PROBLEM REQUIREMENTS —
Return the records that follow, matching each one exactly.

(Stored dataset items)
┌──

//! ステップ実装の構文チェックと動的ロード
//!
//! # 責務
//!
//! - 生成されたソースが構文的に正しいか（実行せずに）検査する
//! - 正規ファイルを読み込み、ステップ名の関数を解決した呼び出し可能なハンドルを返す
//! - 呼び出し引数（JSON 値）を Lua 値へ、戻り値を JSON 値へ変換する
//!
//! [`StepLoader::load`] は呼び出しのたびにファイルを読み直し、新しい Lua ステートを作ります。
//! 書き換えられたファイルは必ず次回ロードで反映され、古いハンドルがキャッシュされることはありません。

use std::fs;
use std::path::Path;

use mlua::{Function, Lua, LuaSerdeExt, SerializeOptions, Variadic};
use serde::{Deserialize, Serialize};
use serde_json::{Map, Value};

use crate::error::StepError;

/// ステップ呼び出しの引数
///
/// 位置引数は順番どおりに渡され、キーワード引数は空でなければ末尾に1つのテーブルとして渡されます。
#[derive(Debug, Clone, Default, PartialEq, Serialize, Deserialize)]
pub struct StepArgs {
    #[serde(default)]
    pub positional: Vec<Value>,
    #[serde(default)]
    pub keyword: Map<String, Value>,
}

impl StepArgs {
    pub fn new() -> Self {
        Self::default()
    }

    /// 位置引数のみで生成
    pub fn positional<I>(values: I) -> Self
    where
        I: IntoIterator<Item = Value>,
    {
        Self {
            positional: values.into_iter().collect(),
            keyword: Map::new(),
        }
    }

    pub fn arg(mut self, value: impl Into<Value>) -> Self {
        self.positional.push(value.into());
        self
    }

    pub fn kwarg(mut self, key: impl Into<String>, value: impl Into<Value>) -> Self {
        self.keyword.insert(key.into(), value.into());
        self
    }
}

/// ステップ実装のローダー
pub trait StepLoader: Send + Sync {
    /// ソースを実行せずに構文チェックする。エラー時はパーサーのメッセージを返す
    fn check_syntax(&self, step: &str, source: &str) -> Result<(), String>;

    /// 正規ファイルを読み込み、ステップ名の関数を解決する
    fn load(&self, step: &str, path: &Path) -> Result<Box<dyn StepHandle>, StepError>;
}

/// ロード済みのステップ
pub trait StepHandle {
    /// 引数をそのまま渡して呼び出し、戻り値をそのまま返す
    fn invoke(&self, args: &StepArgs) -> Result<Value, StepError>;
}

/// Lua 5.4 によるローダー
#[derive(Debug, Clone, Copy, Default)]
pub struct LuaStepLoader;

impl LuaStepLoader {
    pub fn new() -> Self {
        Self
    }
}

impl StepLoader for LuaStepLoader {
    fn check_syntax(&self, step: &str, source: &str) -> Result<(), String> {
        let lua = Lua::new();
        lua.load(source)
            .set_name(step)
            .into_function()
            .map(|_| ())
            .map_err(|e| e.to_string())
    }

    fn load(&self, step: &str, path: &Path) -> Result<Box<dyn StepHandle>, StepError> {
        let source = fs::read_to_string(path).map_err(|source| StepError::Io {
            step: step.to_string(),
            path: path.to_path_buf(),
            source,
        })?;

        let lua = Lua::new();
        let load_error = |source| StepError::Load {
            step: step.to_string(),
            source,
        };

        lua.load(source.as_str())
            .set_name(format!("@{}", path.display()))
            .exec()
            .map_err(load_error)?;

        let function: Option<Function> = lua.globals().get(step).map_err(load_error)?;
        let function = function.ok_or_else(|| StepError::MissingSymbol {
            step: step.to_string(),
        })?;

        Ok(Box::new(LuaStepHandle {
            step: step.to_string(),
            function,
            lua,
        }))
    }
}

// function は lua より先に破棄する
struct LuaStepHandle {
    step: String,
    function: Function,
    lua: Lua,
}

impl LuaStepHandle {
    fn runtime_error(&self, source: mlua::Error) -> StepError {
        StepError::Runtime {
            step: self.step.clone(),
            source,
        }
    }
}

// null は nil として渡す
fn serialize_options() -> SerializeOptions {
    SerializeOptions::new()
        .serialize_none_to_null(false)
        .serialize_unit_to_null(false)
}

impl StepHandle for LuaStepHandle {
    fn invoke(&self, args: &StepArgs) -> Result<Value, StepError> {
        let mut values = Vec::with_capacity(args.positional.len() + 1);
        for arg in &args.positional {
            values.push(
                self.lua
                    .to_value_with(arg, serialize_options())
                    .map_err(|e| self.runtime_error(e))?,
            );
        }
        if !args.keyword.is_empty() {
            values.push(
                self.lua
                    .to_value_with(&args.keyword, serialize_options())
                    .map_err(|e| self.runtime_error(e))?,
            );
        }

        let result: mlua::Value = self
            .function
            .call(Variadic::from_iter(values))
            .map_err(|e| self.runtime_error(e))?;

        self.lua
            .from_value(result)
            .map_err(|e| self.runtime_error(e))
    }
}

└──

FINISHED EXERCISE —
//! ステップ実装の構文チェックと動的ロード
//!
//! # 責務
//!
//! - 生成されたソースが構文的に正しいか（実行せずに）検査する
//! - 正規ファイルを読み込み、ステップ名の関数を解決した呼び出し可能なハンドルを返す
//! - 呼び出し引数（JSON 値）を Lua 値へ、戻り値を JSON 値へ変換する
//!
//! [`StepLoader::load`] は呼び出しのたびにファイルを読み直し、新しい Lua ステートを作ります。
//! 書き換えられたファイルは必ず次回ロードで反映され、古いハンドルがキャッシュされることはありません。

use std::fs;
use std::path::Path;

use mlua::{Function, Lua, LuaSerdeExt, SerializeOptions, Variadic};
use serde::{Deserialize, Serialize};
use serde_json::{Map, Value};

use crate::error::StepError;

/// ステップ呼び出しの引数
///
/// 位置引数は順番どおりに渡され、キーワード引数は空でなければ末尾に1つのテーブルとして渡されます。
#[derive(Debug, Clone, Default, PartialEq, Serialize, Deserialize)]
pub struct StepArgs {
    #[serde(default)]
    pub positional: Vec<Value>,
    #[serde(default)]
    pub keyword: Map<String, Value>,
}

impl StepArgs {
    pub fn new() -> Self {
        Self::default()
    }

    /// 位置引数のみで生成
    pub fn positional<I>(values: I) -> Self
    where
        I: IntoIterator<Item = Value>,
    {
        Self {
            positional: values.into_iter().collect(),
            keyword: Map::new(),
        }
    }

    pub fn arg(mut self, value: impl Into<Value>) -> Self {
        self.positional.push(value.into());
        self
    }

    pub fn kwarg(mut self, key: impl Into<String>, value: impl Into<Value>) -> Self {
        self.keyword.insert(key.into(), value.into());
        self
    }
}

/// ステップ実装のローダー
pub trait StepLoader: Send + Sync {
    /// ソースを実行せずに構文チェックする。エラー時はパーサーのメッセージを返す
    fn check_syntax(&self, step: &str, source: &str) -> Result<(), String>;

    /// 正規ファイルを読み込み、ステップ名の関数を解決する
    fn load(&self, step: &str, path: &Path) -> Result<Box<dyn StepHandle>, StepError>;
}

/// ロード済みのステップ
pub trait StepHandle {
    /// 引数をそのまま渡して呼び出し、戻り値をそのまま返す
    fn invoke(&self, args: &StepArgs) -> Result<Value, StepError>;
}

/// Lua 5.4 によるローダー
#[derive(Debug, Clone, Copy, Default)]
pub struct LuaStepLoader;

impl LuaStepLoader {
    pub fn new() -> Self {
        Self
    }
}

impl StepLoader for LuaStepLoader {
    fn check_syntax(&self, step: &str, source: &str) -> Result<(), String> {
        let lua = Lua::new();
        lua.load(source)
            .set_name(step)
            .into_function()
            .map(|_| ())
            .map_err(|e| e.to_string())
    }

    fn load(&self, step: &str, path: &Path) -> Result<Box<dyn StepHandle>, StepError> {
        let source = fs::read_to_string(path).map_err(|source| StepError::Io {
            step: step.to_string(),
            path: path.to_path_buf(),
            source,
        })?;

        let lua = Lua::new();
        let load_error = |source| StepError::Load {
            step: step.to_string(),
            source,
        };

        lua.load(source.as_str())
            .set_name(format!("@{}", path.display()))
            .exec()
            .map_err(load_error)?;

        let function: Option<Function> = lua.globals().get(step).map_err(load_error)?;
        let function = function.ok_or_else(|| StepError::MissingSymbol {
            step: step.to_string(),
        })?;

        Ok(Box::new(LuaStepHandle {
            step: step.to_string(),
            function,
            lua,
        }))
    }
}

// function は lua より先に破棄する
struct LuaStepHandle {
    step: String,
    function: Function,
    lua: Lua,
}

impl LuaStepHandle {
    fn runtime_error(&self, source: mlua::Error) -> StepError {
        StepError::Runtime {
            step: self.step.clone(),
            source,
        }
    }
}

// null は nil として渡す
fn serialize_options() -> SerializeOptions {
    SerializeOptions::new()
        .serialize_none_to_null(false)
        .serialize_unit_to_null(false)
}

impl StepHandle for LuaStepHandle {
    fn invoke(&self, args: &StepArgs) -> Result<Value, StepError> {
        let mut values = Vec::with_capacity(args.positional.len() + 1);
        for arg in &args.positional {
            values.push(
                self.lua
                    .to_value_with(arg, serialize_options())
                    .map_err(|e| self.runtime_error(e))?,
            );
        }
        if !args.keyword.is_empty() {
            values.push(
                self.lua
                    .to_value_with(&args.keyword, serialize_options())
                    .map_err(|e| self.runtime_error(e))?,
            );
        }

        let result: mlua::Value = self
            .function
            .call(Variadic::from_iter(values))
            .map_err(|e| self.runtime_error(e))?;

        self.lua
            .from_value(result)
            .map_err(|e| self.runtime_error(e))
    }
}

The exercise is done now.